Weller se colocou imediatamente à frente da esposa enquanto ela olhava desesperada para ele.
— Ela não vai a lugar algum.”


Kurt deu sequência a uma oposição ferrenha aos agentes da CIA e ASN. Verificou os mandatos, argumentou de forma nada gentil. Remi permaneceu calada. Ela sabia que qualquer coisa que dissesse poderia piorar sua situação. Felizmente, Reade e Zapata apareceram reforçando a oposição de Weller:
— O caso Jane Doe e tudo que se refere a ele está sob jurisdição do FBI. Apesar de termos organizado uma força tarefa conjunta, Jane especificamente, é uma agente do FBI agora. Então, se averiguações sobre as suspeitas são necessárias, isso será feito por nossa agência. Ela vai conosco. – Reade foi enfático.
Chegando ao SIOC, foram direto para o escritório de Reade para verificar detalhadamente as acusações. Assim que entraram, todos se preocuparam em acomodar Remi em uma das poltronas e pediram para Brianna trazer água. Ela garantiu que estava bem, mas continuou calada, apenas ouvindo o que a equipe tinha a dizer. Reade enumerou:
— “Suspeita de envolvimento recente com forças terroristas; suspeitas de planos para libertar Roman e Shepherd; ataque a agentes da ASN; suspeita de assassinato de Blake Crawford.” É uma lista extensa.

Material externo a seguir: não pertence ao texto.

use serde::{Deserialize, Serialize};

/// Market-wide totals from `/api/market-stats`
#[derive(Debug, Clone, Default, PartialEq, Serialize, Deserialize)]
pub struct MarketStats {
    pub total_market_value: f64,
    pub average_yield: f64,
    pub active_bonds: usize,
    #[serde(default)]
    pub total_volume_24h: f64,
    #[serde(default)]
    pub total_transactions: usize,
}

/// Server-side yield breakdown from `/api/bonds/{id}/yield`
#[derive(Debug, Clone, PartialEq, Serialize, Deserialize)]
pub struct BondYieldQuote {
    pub bond_id: String,
    pub country: String,
    pub base_yield: f64,
    pub risk_factor: f64,
    pub dynamic_yield: f64,
    pub current_price: f64,
    pub face_value: f64,
}

impl BondYieldQuote {
    /// Yield added on top of the coupon by the risk engine
    pub fn risk_premium(&self) -> f64 {
        self.dynamic_yield - self.base_yield
    }
}
//! Adapters Layer - External System Implementations
//!
//! This module contains implementations of the port traits:
//! - Marketplace: HTTP/JSON client for the bond marketplace API
//! - Terminal: text rendering and the stdout/stderr notifier
//! - CLI: Command-line interface and interactive dashboard

pub mod marketplace;
pub mod terminal;
pub mod cli;

pub use marketplace::{MarketplaceClient, MarketplaceConfig};
pub use terminal::{Palette, TerminalNotifier};
pub use cli::CliApp;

— Tem algo muito errado nisso tudo. Sabemos que Remi não fez nada disso. Precisamos esclarecer tudo logo e acabar com essa palhaçada. – Weller parecia focado, mas Reade sabia que, mais que nunca, as emoções o impediam de enxergar todas as facetas daquelas acusações.
— Eu e Patterson estávamos lá. Combinamos de dizer que eu estava com ela quando tudo aconteceu. Mas sequer me chamaram para depoimento. E nem preenchemos os relatórios. É um absurdo a acusação sobre a morte de Blake está nesse rol! – Zapata estava enfurecida. – Liguei para o Keaton. Ele está vindo para cá.
— Ótimo. Precisamos de aliados. Eu estou tentando falar com Nas, mas ela está fora de área. Já deve estar sabendo e tentando se articular com seus superiores para desfazer esse mal entendido.
— Melhor não esperar nada dela. Eles estão todos juntos quando o assunto é fazer minha cabeça rolar.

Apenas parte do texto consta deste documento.